David Farreny, 29 nov. 2003
garde

Si l’on n’y prend garde, on n’aura pas été de son temps. On sera resté en-deçà de soi-même, étranger à sa possibilité présente. On aura vécu au passé.

Pierre Bergounioux, Le fleuve des âges, Fata Morgana, p. 9.

David Farreny, 24 nov. 2005
au-delà

Là-dessus, le Père Ubu, qui n’a pas volé son repos, va essayer de dormir. Il croit que le cerveau, dans la décomposition, fonctionne au-delà de la mort et que ce sont ses rêves qui sont le Paradis.

Alfred Jarry, « lettre à Rachilde (28 mai 1906) », Œuvres complètes (3), Gallimard, p. 617.

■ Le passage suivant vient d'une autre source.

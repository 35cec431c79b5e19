//! Demuxer/loader configuration.

use serde::{Deserialize, Serialize};

/// Options recognized by the streaming pipeline.
///
/// The demuxer consumes the override and timestamp fields;
/// `reuse_redirected_url` is carried through for the loader.
#[derive(Clone, Debug, Serialize, Deserialize)]
pub struct DemuxerConfig {
    /// Loader-only: keep fetching from a redirected URL instead of the
    /// original one on reconnect.
    pub reuse_redirected_url: bool,
    /// Replaces the derived duration in `MediaInfo`, in milliseconds.
    pub duration_override: Option<u32>,
    /// Force the audio-presence flag, overriding what probing determined.
    pub has_audio_override: Option<bool>,
    /// Force the video-presence flag, overriding what probing determined.
    pub has_video_override: Option<bool>,
    /// Added to all output timestamps, in milliseconds.
    pub timestamp_base: u32,
}

impl Default for DemuxerConfig {
    fn default() -> Self {
        Self {
            reuse_redirected_url: false,
            duration_override: None,
            has_audio_override: None,
            has_video_override: None,
            timestamp_base: 0,
        }
    }
}
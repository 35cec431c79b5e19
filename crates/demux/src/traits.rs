//! Loader → demuxer contract.

use crate::events::EventSink;

/// A consumer of byte chunks pushed by a loader.
///
/// The loader wires its data-arrival callback to `on_data_arrival` and is
/// responsible for re-delivering unconsumed bytes: when the return value
/// is less than `chunk.len()`, the tail must be prepended to the next
/// delivery, with `byte_start` updated to the absolute offset of the new
/// first byte.
pub trait ChunkConsumer {
    /// Feed one chunk. `byte_start` is the absolute stream offset of
    /// `chunk[0]`. Returns the number of bytes consumed.
    fn on_data_arrival(
        &mut self,
        chunk: &[u8],
        byte_start: u64,
        sink: &mut dyn EventSink,
    ) -> usize;
}
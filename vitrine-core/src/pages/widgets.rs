//! Resolved component instances placed on a demo page.

use serde::Serialize;
use vitrine_model::{
    AvatarShape, AvatarSize, BadgeSize, BadgeVariant, ButtonVariant,
    CardPadding, CardVariant, ControlSize, NavLink, PresenceStatus,
};

use crate::carousel::CarouselView;
use crate::navbar::{NavbarAppearance, NavbarState};
use crate::pagination::PaginationView;
use crate::select::{SelectOption, SelectState};
use crate::styles::{
    AvatarStyle, BadgeStyle, ButtonStyle, CardStyle, avatar_style,
    badge_style, button_style, card_style, display_name, initials,
};
use crate::table::ListView;
use crate::theme::{Color, ThemeTokens};

/// One component with its props and the style resolved from the tokens.
#[derive(Debug, Clone, PartialEq, Serialize)]
#[serde(tag = "kind", rename_all = "snake_case")]
pub enum Widget {
    Button {
        label: String,
        variant: ButtonVariant,
        size: ControlSize,
        disabled: bool,
        loading: bool,
        full_width: bool,
        style: ButtonStyle,
    },
    Badge {
        label: String,
        variant: BadgeVariant,
        size: BadgeSize,
        style: BadgeStyle,
    },
    Avatar {
        name: String,
        initials: String,
        size: AvatarSize,
        shape: AvatarShape,
        status: Option<PresenceStatus>,
        style: AvatarStyle,
    },
    Card {
        title: String,
        body: Option<String>,
        variant: CardVariant,
        padding: CardPadding,
        style: CardStyle,
    },
    Input {
        placeholder: String,
        value: String,
    },
    Select {
        display_text: String,
        open: bool,
        disabled: bool,
        options: Vec<SelectOption>,
    },
    Navbar {
        title: String,
        links: Vec<NavLink>,
        appearance: NavbarAppearance,
    },
    Carousel {
        view: CarouselView,
    },
    Pagination {
        /// `None` when the variant renders nothing for this page count.
        view: Option<PaginationView>,
    },
    List {
        view: ListView,
    },
    Swatch {
        group: &'static str,
        token: &'static str,
        color: Color,
    },
    Text {
        text: String,
    },
}

impl Widget {
    pub fn button(
        tokens: &ThemeTokens,
        label: impl Into<String>,
        variant: ButtonVariant,
        size: ControlSize,
    ) -> Self {
        Widget::Button {
            label: label.into(),
            variant,
            size,
            disabled: false,
            loading: false,
            full_width: false,
            style: button_style(tokens, variant, size),
        }
    }

    pub fn badge(
        tokens: &ThemeTokens,
        label: impl Into<String>,
        variant: BadgeVariant,
        size: BadgeSize,
        dot: bool,
    ) -> Self {
        Widget::Badge {
            label: label.into(),
            variant,
            size,
            style: badge_style(tokens, variant, size, dot),
        }
    }

    pub fn avatar(
        tokens: &ThemeTokens,
        name: &str,
        size: AvatarSize,
        shape: AvatarShape,
        status: Option<PresenceStatus>,
    ) -> Self {
        let name = display_name(Some(name), None);
        Widget::Avatar {
            name: name.to_string(),
            initials: initials(name),
            size,
            shape,
            status,
            style: avatar_style(tokens, size, shape, status),
        }
    }

    pub fn card(
        tokens: &ThemeTokens,
        title: impl Into<String>,
        body: Option<String>,
        variant: CardVariant,
        padding: CardPadding,
    ) -> Self {
        Widget::Card {
            title: title.into(),
            body,
            variant,
            padding,
            style: card_style(tokens, variant, padding),
        }
    }

    pub fn input(placeholder: impl Into<String>) -> Self {
        Widget::Input {
            placeholder: placeholder.into(),
            value: String::new(),
        }
    }

    pub fn select(state: &SelectState) -> Self {
        Widget::Select {
            display_text: state.display_text().to_string(),
            open: state.is_open(),
            disabled: state.is_disabled(),
            options: state.options().to_vec(),
        }
    }

    pub fn navbar(
        tokens: &ThemeTokens,
        title: impl Into<String>,
        links: Vec<NavLink>,
        state: &NavbarState,
    ) -> Self {
        Widget::Navbar {
            title: title.into(),
            links,
            appearance: state.appearance(tokens),
        }
    }

    pub fn text(text: impl Into<String>) -> Self {
        Widget::Text { text: text.into() }
    }

    /// Mark a button disabled / loading / full width. Other widgets are
    /// returned unchanged.
    #[must_use]
    pub fn with_button_state(
        mut self,
        is_disabled: bool,
        is_loading: bool,
        is_full_width: bool,
    ) -> Self {
        if let Widget::Button {
            disabled,
            loading,
            full_width,
            ..
        } = &mut self
        {
            *disabled = is_disabled;
            *loading = is_loading;
            *full_width = is_full_width;
        }
        self
    }

    pub fn to_text(&self) -> String {
        match self {
            Widget::Button {
                label,
                variant,
                disabled,
                loading,
                ..
            } => {
                let mut text = format!("[{label}]({variant})");
                if *disabled {
                    text.push_str(" disabled");
                }
                if *loading {
                    text.push_str(" loading");
                }
                text
            }
            Widget::Badge { label, style, .. } => match style.dot {
                Some(_) => format!("(• {label})"),
                None => format!("({label})"),
            },
            Widget::Avatar {
                initials, status, ..
            } => match status {
                Some(status) => format!("<{initials}:{status}>"),
                None => format!("<{initials}>"),
            },
            Widget::Card { title, body, .. } => match body {
                Some(body) => format!("▢ {title}: {body}"),
                None => format!("▢ {title}"),
            },
            Widget::Input { placeholder, value } => {
                if value.is_empty() {
                    format!("[ {placeholder} ]")
                } else {
                    format!("[ {value} ]")
                }
            }
            Widget::Select {
                display_text, open, ..
            } => {
                format!("[{display_text} {}]", if *open { "▴" } else { "▾" })
            }
            Widget::Navbar { title, links, .. } => {
                let labels: Vec<&str> =
                    links.iter().map(|link| link.label.as_str()).collect();
                format!("{title} | {}", labels.join(" · "))
            }
            Widget::Carousel { view } => view.to_text(),
            Widget::Pagination { view } => match view {
                Some(view) => view.to_text(),
                None => "(hidden)".to_string(),
            },
            Widget::List { view } => view.to_text(),
            Widget::Swatch {
                group,
                token,
                color,
            } => format!("{group}.{token} {color}"),
            Widget::Text { text } => text.clone(),
        }
    }
}

/// A labelled group of widgets inside a section.
#[derive(Debug, Clone, PartialEq, Serialize)]
pub struct Demo {
    pub label: String,
    pub widgets: Vec<Widget>,
}

impl Demo {
    pub fn new(label: impl Into<String>, widgets: Vec<Widget>) -> Self {
        Self {
            label: label.into(),
            widgets,
        }
    }

    fn to_text(&self) -> String {
        let inline = self.widgets.iter().all(|widget| {
            !matches!(
                widget,
                Widget::List { .. }
                    | Widget::Card { .. }
                    | Widget::Swatch { .. }
            )
        });
        let parts: Vec<String> =
            self.widgets.iter().map(Widget::to_text).collect();
        if inline {
            format!("  {}: {}", self.label, parts.join("  "))
        } else {
            let body: Vec<String> = parts
                .iter()
                .flat_map(|part| part.lines())
                .map(|line| format!("    {line}"))
                .collect();
            format!("  {}:\n{}", self.label, body.join("\n"))
        }
    }
}

#[derive(Debug, Clone, PartialEq, Serialize)]
pub struct Section {
    pub title: String,
    pub demos: Vec<Demo>,
}

impl Section {
    pub fn new(title: impl Into<String>, demos: Vec<Demo>) -> Self {
        Self {
            title: title.into(),
            demos,
        }
    }

    pub fn to_text(&self) -> String {
        let mut out = format!("## {}", self.title);
        for demo in &self.demos {
            out.push('\n');
            out.push_str(&demo.to_text());
        }
        out
    }
}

Guillaume Colnot, 28 janv. 2006
fer

Or, une chose se ramène, pour l’essentiel, aux rapports qu’elle soutient avec les autres. C’est l’alternative qui nous accable ou nous réjouit, l’absence d’un terme dont on a connaissance qui nous rend gai, s’il est mauvais, et, dans le cas contraire, nous désole. Le paysage corrézien, vers 1960, perpétuait celui de la France d’Ancien Régime, à quelques inclusions près, en petit nombre et dûment circonscrites, de la réalité extérieure ou de l’âge ultérieur qui, pour le coup, se confondaient. Elles avaient, pour substance et principe, le fer.

C’étaient les rubans parallèles, luisants, jetés à travers les creux et les crêtes, les tourbières, les broussailles, et je me rappellerai toujours mes attentes anxieuses, incrédules, sous des aubettes en fibrociment plantées dans la solitude, près du ballast. Jamais un train ne desservirait ce désert. C’était ajouter à la cruauté de notre relégation, que de nous laisser croire que ces rails allaient conduire jusqu’à nous la jolie Micheline bicolore, crème et rouge cerise, ou la locomotive noire au souffle belliqueux, taurin, suivie de deux ou trois wagons vert bouteille. Le silence était si grand qu’il en devenait audible. C’est lorsqu’on avait perdu espoir, consenti à rester immobile, oublié, que la respiration détonante de la machine à vapeur ou le barrit un peu moqueur de l’autorail s’éveillait au loin, balayait la mélancolie consubstantielle au lieu, à l’heure morte dont il était la demeure.

Pierre Bergounioux, Sidérothérapie, Tarabuste, pp. 28-33.

David Farreny, 2 juin 2008
pouvoir

Mais plus que tout il voulait que son père lui pardonne. Pardonne-moi ! avait-il envie de lui dire. Te pardonner ? Grands dieux, qu’y a-t-il à pardonner ? Sur quoi, s’il arrivait à en trouver le courage, il ferait enfin des aveux complets : Pardonne-moi d’avoir méchamment, avec préméditation, rayé ton disque de la Tebaldi. Et pour bien d’autres choses encore, tant de choses qu’il me faudrait toute la journée pour les énumérer. Pour d’innombrables mesquineries. Pour le cœur mesquin qui a conçu ces méchancetés. En somme, pour tout ce que j’ai fait depuis le jour où je suis né, si bien que j’ai réussi à faire de ta vie un supplice.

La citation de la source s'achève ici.